August 21st, 2014 at 6:07 PM ^

There are a number of people on the NDNation board calling him out as perhaps taking this a level or two over where it should have gone, but Rochester Domer expands a little on the driving portion of the story here - LINK. If this is how it went down, then the driving portion was done basically because he was simply that pissed apparently. 
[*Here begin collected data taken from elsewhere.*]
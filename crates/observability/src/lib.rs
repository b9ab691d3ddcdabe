//! Tracing/logging setup shared by binaries and tests.

pub mod tracing;

/// Initialize process-wide logging.
///
/// Safe to call multiple times; subsequent calls become no-ops.
pub fn init() {
    tracing::init();
}
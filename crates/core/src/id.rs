//! Strongly-typed identifiers used across the billing domain.

use serde::{Deserialize, Serialize};

/// Identifier of a purchasable product.
///
/// Product ids are store-assigned opaque strings compared
/// case-insensitively. The canonical ASCII-lowercase form is fixed at
/// construction, so equality and hashing are plain comparisons on the
/// canonical form everywhere else.
#[derive(Debug, Clone, PartialEq, Eq, Hash, PartialOrd, Ord, Serialize, Deserialize)]
#[serde(transparent)]
pub struct ProductId(String);

impl ProductId {
    pub fn new(id: impl AsRef<str>) -> Self {
        Self(id.as_ref().trim().to_ascii_lowercase())
    }

    pub fn as_str(&self) -> &str {
        &self.0
    }

    pub fn is_empty(&self) -> bool {
        self.0.is_empty()
    }
}

impl core::fmt::Display for ProductId {
    fn fmt(&self, f: &mut core::fmt::Formatter<'_>) -> core::fmt::Result {
        core::fmt::Display::fmt(&self.0, f)
    }
}

impl From<&str> for ProductId {
    fn from(value: &str) -> Self {
        Self::new(value)
    }
}

impl From<String> for ProductId {
    fn from(value: String) -> Self {
        Self::new(value)
    }
}

macro_rules! impl_opaque_str_newtype {
    ($t:ty) => {
        impl $t {
            pub fn new(value: impl Into<String>) -> Self {
                Self(value.into())
            }

            pub fn as_str(&self) -> &str {
                &self.0
            }
        }

        impl core::fmt::Display for $t {
            fn fmt(&self, f: &mut core::fmt::Formatter<'_>) -> core::fmt::Result {
                core::fmt::Display::fmt(&self.0, f)
            }
        }

        impl From<&str> for $t {
            fn from(value: &str) -> Self {
                Self(value.to_owned())
            }
        }

        impl From<String> for $t {
            fn from(value: String) -> Self {
                Self(value)
            }
        }
    };
}

/// Token issued by the billing backend for one completed transaction.
///
/// Tokens are compared verbatim; unlike [`ProductId`] they are
/// case-sensitive.
#[derive(Debug, Clone, PartialEq, Eq, Hash, Serialize, Deserialize)]
#[serde(transparent)]
pub struct PurchaseToken(String);

/// Order reference attached to a transaction by the billing backend.
#[derive(Debug, Clone, PartialEq, Eq, Hash, Serialize, Deserialize)]
#[serde(transparent)]
pub struct OrderId(String);

impl_opaque_str_newtype!(PurchaseToken);
impl_opaque_str_newtype!(OrderId);

#[cfg(test)]
mod tests {
    use super::*;

    #[test]
    fn product_id_is_case_insensitive() {
        assert_eq!(ProductId::new("Premium_Upgrade"), ProductId::new("premium_upgrade"));
        assert_eq!(ProductId::new("PREMIUM_UPGRADE").as_str(), "premium_upgrade");
    }

    #[test]
    fn product_id_trims_surrounding_whitespace() {
        assert_eq!(ProductId::new("  coins_100 "), ProductId::new("coins_100"));
    }

    #[test]
    fn purchase_token_is_case_sensitive() {
        assert_ne!(PurchaseToken::new("AbC"), PurchaseToken::new("abc"));
    }
}
//! Billing client configuration.

use billflow_core::{CatalogError, ProductCatalog};

/// Validated billing client configuration.
///
/// Carries the product catalog (the three disjoint id sets) plus the
/// acknowledge/consume automation flags.
#[derive(Debug, Clone, PartialEq, Eq)]
pub struct ClientConfig {
    catalog: ProductCatalog,
    auto_acknowledge: bool,
    auto_consume: bool,
    license_key: Option<String>,
}

impl ClientConfig {
    pub fn builder() -> ClientConfigBuilder {
        ClientConfigBuilder::default()
    }

    pub fn catalog(&self) -> &ProductCatalog {
        &self.catalog
    }

    /// Acknowledge non-consumable/subscription purchases as soon as they
    /// complete, instead of waiting for an explicit
    /// `acknowledge_purchase` call.
    pub fn auto_acknowledge(&self) -> bool {
        self.auto_acknowledge
    }

    /// Consume consumable purchases as soon as they complete, instead of
    /// waiting for an explicit `consume_purchase` call.
    pub fn auto_consume(&self) -> bool {
        self.auto_consume
    }

    /// Public developer key from the store console, if any.
    pub fn license_key(&self) -> Option<&str> {
        self.license_key.as_deref()
    }
}

/// Builder for [`ClientConfig`]; `build` validates the id sets.
#[derive(Debug, Clone, Default)]
pub struct ClientConfigBuilder {
    consumable_ids: Vec<String>,
    non_consumable_ids: Vec<String>,
    subscription_ids: Vec<String>,
    auto_acknowledge: bool,
    auto_consume: bool,
    license_key: Option<String>,
}

impl ClientConfigBuilder {
    pub fn consumable_ids<I, S>(mut self, ids: I) -> Self
    where
        I: IntoIterator<Item = S>,
        S: Into<String>,
    {
        self.consumable_ids.extend(ids.into_iter().map(Into::into));
        self
    }

    pub fn non_consumable_ids<I, S>(mut self, ids: I) -> Self
    where
        I: IntoIterator<Item = S>,
        S: Into<String>,
    {
        self.non_consumable_ids.extend(ids.into_iter().map(Into::into));
        self
    }

    pub fn subscription_ids<I, S>(mut self, ids: I) -> Self
    where
        I: IntoIterator<Item = S>,
        S: Into<String>,
    {
        self.subscription_ids.extend(ids.into_iter().map(Into::into));
        self
    }

    pub fn auto_acknowledge(mut self) -> Self {
        self.auto_acknowledge = true;
        self
    }

    pub fn auto_consume(mut self) -> Self {
        self.auto_consume = true;
        self
    }

    pub fn license_key(mut self, key: impl Into<String>) -> Self {
        self.license_key = Some(key.into());
        self
    }

    pub fn build(self) -> Result<ClientConfig, CatalogError> {
        let catalog = ProductCatalog::from_ids(
            self.consumable_ids,
            self.non_consumable_ids,
            self.subscription_ids,
        )?;

        Ok(ClientConfig {
            catalog,
            auto_acknowledge: self.auto_acknowledge,
            auto_consume: self.auto_consume,
            license_key: self.license_key,
        })
    }
}
use billflow_core::{ProductId, ProductInfo, PurchaseRecord};

/// Device support for subscription products.
#[derive(Debug, Copy, Clone, PartialEq, Eq)]
pub enum SupportState {
    Supported,
    NotSupported,
    /// The client is not connected, so support cannot be determined.
    Disconnected,
}

/// Result of a synchronous ownership check.
#[derive(Debug, Copy, Clone, PartialEq, Eq)]
pub enum PurchasedResult {
    Yes,
    No,
    ClientNotReady,
    PurchasedProductsNotFetchedYet,
}

/// The external billing collaborator.
///
/// All mutating operations are one-way: failures are reported through the
/// emitted event stream (`BillingFailed`), never as return values. The
/// client emits the six lifecycle notifications to its single registered
/// listener, on one callback thread.
pub trait BillingClient {
    /// Connect to the billing backend; emits the catalog fetch and the
    /// owned-purchases fetch once established.
    fn connect(&mut self);

    /// Buy a consumable or non-consumable product.
    fn purchase(&mut self, product_id: &ProductId);

    /// Buy a subscription product.
    fn subscribe(&mut self, product_id: &ProductId);

    /// Cancel a subscription.
    fn unsubscribe(&mut self, product_id: &ProductId);

    fn is_ready(&self) -> bool;

    fn is_subscription_supported(&self) -> SupportState;

    /// Synchronously check whether a catalog product is currently owned.
    fn is_purchased(&self, product: &ProductInfo) -> PurchasedResult;

    /// Mark a consumable purchase as spent, making it purchasable again.
    fn consume_purchase(&mut self, purchase: &PurchaseRecord);

    /// Confirm a non-consumable/subscription purchase with the backend.
    fn acknowledge_purchase(&mut self, purchase: &PurchaseRecord);
}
I called him when I got the letter, and he brushed me off with something along the lines of "I have office hours at XYZ time if you'd like to stop by, but I'd rather not discuss this on the phone." When I replied "I'll be there tomorrow" and hung up, I was stuck. I'm not suggesting it was the best thing to do, but i didn't exactly go Lisa Nowak on him.

 

bronxblue

August 21st, 2014 at 6:11 PM ^

too long; too pretentious.

Seriously, these types of anonymous "true stories" that get posted on message boards drive me crazy, as all they tend to be are fictions that play upon the biases of the reader.  Students at Notre Dame want to think they are f**king geniuses because they go to this "prestigious" school and, either intentionally or subconsciously, look down on everyone else because it makes them feel even more special.  The fact they are not, that they are one of thousands of similar, usually somewhat-privileged Catholic students, nags at them and drives them to accept this myth even more dogmatically. 
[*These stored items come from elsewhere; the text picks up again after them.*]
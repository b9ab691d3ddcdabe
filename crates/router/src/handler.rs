use billflow_core::{ProductInfo, PurchaseRecord};

/// One per-product reaction point, as a borrowed view into the event that
/// triggered it.
#[derive(Debug, Clone, Copy)]
pub enum ProductNotice<'a> {
    /// The product appeared in a catalog fetch, with its display price.
    Listed { info: &'a ProductInfo },

    /// A still-owned purchase of the product was reported at
    /// startup/resume; re-grant the entitlement here.
    OwnedRestored { purchase: &'a PurchaseRecord },

    /// A new transaction for the product finished.
    Purchased { purchase: &'a PurchaseRecord },

    /// The purchase was acknowledged with the backend. Authoritative point
    /// for granting durable entitlements: completion without
    /// acknowledgment is refunded after three days.
    Acknowledged { purchase: &'a PurchaseRecord },

    /// The purchase was marked spent. Authoritative point for granting
    /// consumable entitlements.
    Consumed { purchase: &'a PurchaseRecord },
}

/// Application reaction logic for one product id.
///
/// Handlers run synchronously on the dispatching thread. The router does
/// not deduplicate [`ProductNotice::Acknowledged`] or
/// [`ProductNotice::Consumed`]; handlers must check the record's
/// acknowledged/consumed flags (or their own grant bookkeeping) before
/// granting, so repeated delivery never double-grants.
pub trait ProductHandler: Send {
    fn handle(&mut self, notice: ProductNotice<'_>);
}

impl<F> ProductHandler for F
where
    F: FnMut(ProductNotice<'_>) + Send,
{
    fn handle(&mut self, notice: ProductNotice<'_>) {
        self(notice)
    }
}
This same sentiment applies at most schools, and that includes UM.  For example, I once was sitting at La Guardia waiting for a flight and heard a couple of good ol' boys talk up how great Ole Miss is and how dumb everyone from Miss. St. is, how Mississippi lets in only the best and Miss. St. is full of invalids.  Mind you, they are talking about a school ranked #150th in America, which is below a whole mess of schools you wouldn't think are that great including Miss. St.  But to listen to these guys, Ole Miss is the greatest and embodies all that is great at about Mississippi. 

My point is that everyone wants to think their life is special, and a major part of that perception is based on academics.  I could have written this story about Notre Dame for all they know, and its just generic enough that you can believe it without it actually having to contain useful facts; the reader naturally fills in the details.  The dig at the Big 10 schools was a bonus, as everoyne in B1G is a mouth-breathing farm hick.

To the OP of the article - congrats, you have a thesaurus and could do a search on Lexis/Nexis back in 1998.  Maybe you can one day figure out how to go back in time and give yourself a slap on the back and a BJ to boot for being oh so smart and better than everyone else.